White city, 1893, technological, commercial, cultural wonder; Against the Day, 2007, Thomas Pynchon
Létalová, Michaela ; Roraback, Erik Sherman (advisor) ; Robbins, David Lee (referee)
Thomas Pynchon's novel Against the Day presents an extreme challenge to the reader's knowledge of sciences and arts as well as to his reading skills. The age of information overload the contemporary society lives in requires fast adaptation to the continual tide of data, products, stress, and to all what civilization calls conveniences and labor saving devices of the modern age. Pynchon's books play the role of the "simulation of the disorienting overload of modern culture".1 All of Pynchon's texts tend to be "long, rambling, multilayered, underplotted, quasi-unfinished monsters.
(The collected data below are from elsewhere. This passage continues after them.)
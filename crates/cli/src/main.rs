//! CLI for the Tether lifecycle and access-coordination substrate.
//!
//! Stress pipeline: start application -> build ownership forest ->
//! concurrent readers vs. queued writes -> teardown -> shutdown -> report.

mod report;
mod stress;

use clap::{Parser, Subcommand};
use std::path::PathBuf;
use tether_app::{AppConfig, Application};

#[derive(Parser, Debug)]
#[command(name = "tether", version, about = "Lifecycle and access-coordination diagnostics")]
struct Cli {
    /// JSON configuration file; defaults apply when absent.
    #[arg(long, global = true, env = "TETHER_CONFIG")]
    config: Option<PathBuf>,

    /// Capture creation backtraces for leak reports.
    #[arg(long, global = true, env = "TETHER_DEBUG_DISPOSER", default_value_t = false)]
    debug_disposer: bool,

    #[command(subcommand)]
    command: Commands,
}

#[derive(Subcommand, Debug)]
enum Commands {
    /// Exercise the ownership tree and the access rule under load.
    Stress {
        #[arg(long, default_value_t = 8)]
        roots: usize,

        #[arg(long, default_value_t = 4)]
        depth: usize,

        #[arg(long, default_value_t = 4)]
        fanout: usize,

        /// Parallel reader tasks.
        #[arg(long, default_value_t = 8)]
        readers: usize,

        #[arg(long, default_value_t = 500)]
        reads_per_reader: usize,

        /// Write actions pushed to the write thread.
        #[arg(long, default_value_t = 200)]
        writes: usize,

        #[arg(long, default_value_t = false)]
        json: bool,
    },

    /// Print the effective configuration as JSON.
    Config,
}

#[tokio::main]
async fn main() -> Result<(), Box<dyn std::error::Error>> {
    tracing_subscriber::fmt()
        .with_env_filter(
            tracing_subscriber::EnvFilter::try_from_default_env()
                .unwrap_or_else(|_| tracing_subscriber::EnvFilter::new("info")),
        )
        .init();

    let cli = Cli::parse();

    let mut config = AppConfig::load(cli.config.as_deref())?;
    if cli.debug_disposer {
        config.disposer.debug_mode = true;
    }

    match cli.command {
        Commands::Config => {
            println!("{}", config.to_json()?);
        }
        Commands::Stress {
            roots,
            depth,
            fanout,
            readers,
            reads_per_reader,
            writes,
            json,
        } => {
            let params = stress::StressParams {
                roots,
                depth,
                fanout,
                readers,
                reads_per_reader,
                writes,
            };
            tracing::info!(roots, depth, fanout, readers, writes, "starting stress run");

            // Lock waits and rayon joins block; keep them off the runtime workers.
            let report = tokio::task::spawn_blocking(move || -> tether_core::TetherResult<_> {
                let app = Application::start(config)?;
                let outcome = stress::run(&app, &params)?;
                let shutdown = app.shutdown()?;
                Ok(report::StressReport::build(&params, outcome, shutdown))
            })
            .await??;

            if json {
                println!("{}", serde_json::to_string_pretty(&report)?);
            } else {
                print!("{}", report.render());
            }

            if !report.is_clean() {
                return Err("stress run found problems".into());
            }
        }
    }

    Ok(())
}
But with this one [Against the Day] there is the feeling that the magician has fallen in love with his own stunts, as though Pynchon were composing a pastiche of a Pynchon novel, says Louis Menand."2 Further according to Menand, Against the Day is imperfect in the sense of "What was he thinking?"3 In order to successfully approach any of Thomas Pynchon's texts the reader needs to be either extremely well educated in all fields of human knowledge, and able to discern between the science part and the fiction part of the text, or capable of a swift use of the computerized body of knowledge - the data stored on the internet, besides the still fairly high required level of education. Knowing as little as we do about the author himself,...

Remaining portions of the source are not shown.